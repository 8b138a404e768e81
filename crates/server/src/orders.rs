use std::collections::BTreeMap;
use std::sync::Arc;

use axum::extract::{Path, Query, State};
use axum::Json;
use serde::Deserialize;
use serde_json::Value;
use tracing::info;

use common::catalog;
use common::observability::{ORDERS_PLACED_TOTAL, REQUESTS_TOTAL};
use common::provider::BoostClient;
use common::types::{OrderPayload, OrderReceipt};

use crate::errors::ApiError;

/// Inbound order placement body. Every field is optional on the wire so that
/// missing ones reach our own presence check instead of the extractor's.
#[derive(Debug, Deserialize)]
pub struct PlaceOrderInput {
    #[serde(default)]
    pub service_code: Option<String>,
    #[serde(default)]
    pub username_or_link: Option<String>,
    #[serde(default)]
    pub quantity: Option<u64>,
    #[serde(default)]
    pub currency: Option<String>,
}

impl PlaceOrderInput {
    /// Presence check first, then catalog translation; both happen before any
    /// outbound call. Returns the service code alongside the provider payload
    /// so the receipt can echo it.
    fn translate(self) -> Result<(String, OrderPayload), ApiError> {
        let (service_code, username_or_link, quantity, currency) = match (
            self.service_code,
            self.username_or_link,
            self.quantity,
            self.currency,
        ) {
            (Some(code), Some(target), Some(qty), Some(cur))
                if !code.trim().is_empty()
                    && !target.trim().is_empty()
                    && qty > 0
                    && !cur.trim().is_empty() =>
            {
                (code, target, qty, cur)
            }
            _ => return Err(ApiError::MissingFields),
        };

        let service_id =
            catalog::resolve(&service_code).ok_or(ApiError::UnknownServiceCode)?;

        Ok((
            service_code,
            OrderPayload {
                service_id,
                username_or_link,
                quantity,
                currency,
            },
        ))
    }
}

pub async fn place_order(
    State(client): State<Arc<BoostClient>>,
    Json(input): Json<PlaceOrderInput>,
) -> Result<Json<OrderReceipt>, ApiError> {
    REQUESTS_TOTAL.inc();
    let (service_code, payload) = input.translate()?;

    let order = client
        .create_order(&payload)
        .await
        .map_err(|e| ApiError::upstream("Order failed", e))?;

    ORDERS_PLACED_TOTAL.inc();
    info!(
        service_code = %service_code,
        service_id = payload.service_id,
        quantity = payload.quantity,
        "order forwarded to provider"
    );
    Ok(Json(OrderReceipt::success(service_code, order)))
}

#[derive(Debug, Deserialize)]
pub struct OrdersQuery {
    #[serde(default = "default_page")]
    pub page: u32,
}

fn default_page() -> u32 {
    1
}

pub async fn list_orders(
    State(client): State<Arc<BoostClient>>,
    Query(q): Query<OrdersQuery>,
) -> Result<Json<Value>, ApiError> {
    REQUESTS_TOTAL.inc();
    let body = client
        .orders(q.page)
        .await
        .map_err(|e| ApiError::upstream("Failed to fetch orders", e))?;
    Ok(Json(body))
}

pub async fn order_status(
    State(client): State<Arc<BoostClient>>,
    Path(order_id): Path<String>,
) -> Result<Json<Value>, ApiError> {
    REQUESTS_TOTAL.inc();
    let body = client
        .order(&order_id)
        .await
        .map_err(|e| ApiError::upstream("Failed to fetch order", e))?;
    Ok(Json(body))
}

/// Read-only view of the static service catalog so callers can discover the
/// published codes.
pub async fn list_services() -> Json<BTreeMap<&'static str, u32>> {
    REQUESTS_TOTAL.inc();
    Json(catalog::SERVICE_CATALOG.clone())
}
use std::sync::Arc;

use axum::{
    http::StatusCode,
    routing::{get, post},
    Json, Router,
};
use tower_http::{
    cors::CorsLayer,
    trace::{DefaultMakeSpan, DefaultOnFailure, DefaultOnRequest, DefaultOnResponse, TraceLayer},
};
use tracing::Level;

use common::observability;
use common::provider::BoostClient;
use common::types::Health;

use crate::{admin, orders};

pub async fn health() -> Json<Health> {
    Json(Health { status: "ok" })
}

async fn metrics() -> (StatusCode, String) {
    observability::encode_metrics()
}

/// Build the full application router: public probes, the relay API, and the
/// admin balance route.
pub fn build_router(client: Arc<BoostClient>, cors: CorsLayer) -> Router {
    // Public routes (probes + metrics)
    let public = Router::new()
        .route("/health", get(health))
        .route("/metrics", get(metrics));

    // Relay API routes
    let api = Router::new()
        .route("/order", post(orders::place_order))
        .route("/order/:order_id", get(orders::order_status))
        .route("/orders", get(orders::list_orders))
        .route("/services", get(orders::list_services));

    // Admin routes
    let admin_routes = Router::new().route("/admin/balance", get(admin::balance));

    // Compose
    public
        .merge(api)
        .merge(admin_routes)
        .with_state(client)
        .layer(cors)
        .layer(
            TraceLayer::new_for_http()
                // 每次请求创建 span，包含方法和路径等，日志级别为 INFO
                .make_span_with(
                    DefaultMakeSpan::new()
                        .level(Level::INFO)
                        .include_headers(false),
                )
                // 请求到达时打点
                .on_request(
                    DefaultOnRequest::new()
                        .level(Level::INFO),
                )
                // 响应返回时打点，包含状态码与耗时
                .on_response(
                    DefaultOnResponse::new()
                        .level(Level::INFO)
                        .include_headers(false),
                )
                // 失败（5xx 等）时以 ERROR 记录
                .on_failure(
                    DefaultOnFailure::new()
                        .level(Level::ERROR),
                ),
        )
}
//! LlmProvider trait definition.
//!
//! This is the "complete text given a prompt" capability. Uses RPITIT for
//! `complete`; `BoxLlmProvider` provides the object-safe form.

use braite_types::llm::{CompletionRequest, CompletionResponse, LlmError};

/// Trait for LLM provider backends (Gemini, OpenAI, ...).
///
/// Implementations live in braite-infra (e.g., `OpenAiCompatibleProvider`).
pub trait LlmProvider: Send + Sync {
    /// Human-readable provider name (e.g., "gemini").
    fn name(&self) -> &str;

    /// Send a completion request and receive the full response.
    fn complete(
        &self,
        request: &CompletionRequest,
    ) -> impl std::future::Future<Output = Result<CompletionResponse, LlmError>> + Send;
}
========================================================================
The required output is the full set of entries, reproduced verbatim.

### YOUR RESPONSE
repository 8b138a404e768e81
filename crates/server/src/orders.rs
use std::collections::BTreeMap;
use std::sync::Arc;

use axum::extract::{Path, Query, State};
use axum::Json;
use serde::Deserialize;
use serde_json::Value;
use tracing::info;

use common::catalog;
use common::observability::{ORDERS_PLACED_TOTAL, REQUESTS_TOTAL};
use common::provider::BoostClient;
use common::types::{OrderPayload, OrderReceipt};

use crate::errors::ApiError;

/// Inbound order placement body. Every field is optional on the wire so that
/// missing ones reach our own presence check instead of the extractor's.
#[derive(Debug, Deserialize)]
pub struct PlaceOrderInput {
    #[serde(default)]
    pub service_code: Option<String>,
    #[serde(default)]
    pub username_or_link: Option<String>,
    #[serde(default)]
    pub quantity: Option<u64>,
    #[serde(default)]
    pub currency: Option<String>,
}

impl PlaceOrderInput {
    /// Presence check first, then catalog translation; both happen before any
    /// outbound call. Returns the service code alongside the provider payload
    /// so the receipt can echo it.
    fn translate(self) -> Result<(String, OrderPayload), ApiError> {
        let (service_code, username_or_link, quantity, currency) = match (
            self.service_code,
            self.username_or_link,
            self.quantity,
            self.currency,
        ) {
            (Some(code), Some(target), Some(qty), Some(cur))
                if !code.trim().is_empty()
                    && !target.trim().is_empty()
                    && qty > 0
                    && !cur.trim().is_empty() =>
            {
                (code, target, qty, cur)
            }
            _ => return Err(ApiError::MissingFields),
        };

        let service_id =
            catalog::resolve(&service_code).ok_or(ApiError::UnknownServiceCode)?;

        Ok((
            service_code,
            OrderPayload {
                service_id,
                username_or_link,
                quantity,
                currency,
            },
        ))
    }
}

pub async fn place_order(
    State(client): State<Arc<BoostClient>>,
    Json(input): Json<PlaceOrderInput>,
) -> Result<Json<OrderReceipt>, ApiError> {
    REQUESTS_TOTAL.inc();
    let (service_code, payload) = input.translate()?;

    let order = client
        .create_order(&payload)
        .await
        .map_err(|e| ApiError::upstream("Order failed", e))?;

    ORDERS_PLACED_TOTAL.inc();
    info!(
        service_code = %service_code,
        service_id = payload.service_id,
        quantity = payload.quantity,
        "order forwarded to provider"
    );
    Ok(Json(OrderReceipt::success(service_code, order)))
}

#[derive(Debug, Deserialize)]
pub struct OrdersQuery {
    #[serde(default = "default_page")]
    pub page: u32,
}

fn default_page() -> u32 {
    1
}

pub async fn list_orders(
    State(client): State<Arc<BoostClient>>,
    Query(q): Query<OrdersQuery>,
) -> Result<Json<Value>, ApiError> {
    REQUESTS_TOTAL.inc();
    let body = client
        .orders(q.page)
        .await
        .map_err(|e| ApiError::upstream("Failed to fetch orders", e))?;
    Ok(Json(body))
}

pub async fn order_status(
    State(client): State<Arc<BoostClient>>,
    Path(order_id): Path<String>,
) -> Result<Json<Value>, ApiError> {
    REQUESTS_TOTAL.inc();
    let body = client
        .order(&order_id)
        .await
        .map_err(|e| ApiError::upstream("Failed to fetch order", e))?;
    Ok(Json(body))
}

/// Read-only view of the static service catalog so callers can discover the
/// published codes.
pub async fn list_services() -> Json<BTreeMap<&'static str, u32>> {
    REQUESTS_TOTAL.inc();
    Json(catalog::SERVICE_CATALOG.clone())
}
use std::sync::Arc;

use axum::{
    http::StatusCode,
    routing::{get, post},
    Json, Router,
};
use tower_http::{
    cors::CorsLayer,
    trace::{DefaultMakeSpan, DefaultOnFailure, DefaultOnRequest, DefaultOnResponse, TraceLayer},
};
use tracing::Level;

use common::observability;
use common::provider::BoostClient;
use common::types::Health;

use crate::{admin, orders};

pub async fn health() -> Json<Health> {
    Json(Health { status: "ok" })
}

async fn metrics() -> (StatusCode, String) {
    observability::encode_metrics()
}

/// Build the full application router: public probes, the relay API, and the
/// admin balance route.
pub fn build_router(client: Arc<BoostClient>, cors: CorsLayer) -> Router {
    // Public routes (probes + metrics)
    let public = Router::new()
        .route("/health", get(health))
        .route("/metrics", get(metrics));

    // Relay API routes
    let api = Router::new()
        .route("/order", post(orders::place_order))
        .route("/order/:order_id", get(orders::order_status))
        .route("/orders", get(orders::list_orders))
        .route("/services", get(orders::list_services));

    // Admin routes
    let admin_routes = Router::new().route("/admin/balance", get(admin::balance));

    // Compose
    public
        .merge(api)
        .merge(admin_routes)
        .with_state(client)
        .layer(cors)
        .layer(
            TraceLayer::new_for_http()
                // 每次请求创建 span，包含方法和路径等，日志级别为 INFO
                .make_span_with(
                    DefaultMakeSpan::new()
                        .level(Level::INFO)
                        .include_headers(false),
                )
                // 请求到达时打点
                .on_request(
                    DefaultOnRequest::new()
                        .level(Level::INFO),
                )
                // 响应返回时打点，包含状态码与耗时
                .on_response(
                    DefaultOnResponse::new()
                        .level(Level::INFO)
                        .include_headers(false),
                )
                // 失败（5xx 等）时以 ERROR 记录
                .on_failure(
                    DefaultOnFailure::new()
                        .level(Level::ERROR),
                ),
        )
}
//! LlmProvider trait definition.
//!
//! This is the "complete text given a prompt" capability. Uses RPITIT for
//! `complete`; `BoxLlmProvider` provides the object-safe form.

use braite_types::llm::{CompletionRequest, CompletionResponse, LlmError};

/// Trait for LLM provider backends (Gemini, OpenAI, ...).
///
/// Implementations live in braite-infra (e.g., `OpenAiCompatibleProvider`).
pub trait LlmProvider: Send + Sync {
    /// Human-readable provider name (e.g., "gemini").
    fn name(&self) -> &str;

    /// Send a completion request and receive the full response.
    fn complete(
        &self,
        request: &CompletionRequest,
    ) -> impl std::future::Future<Output = Result<CompletionResponse, LlmError>> + Send;
}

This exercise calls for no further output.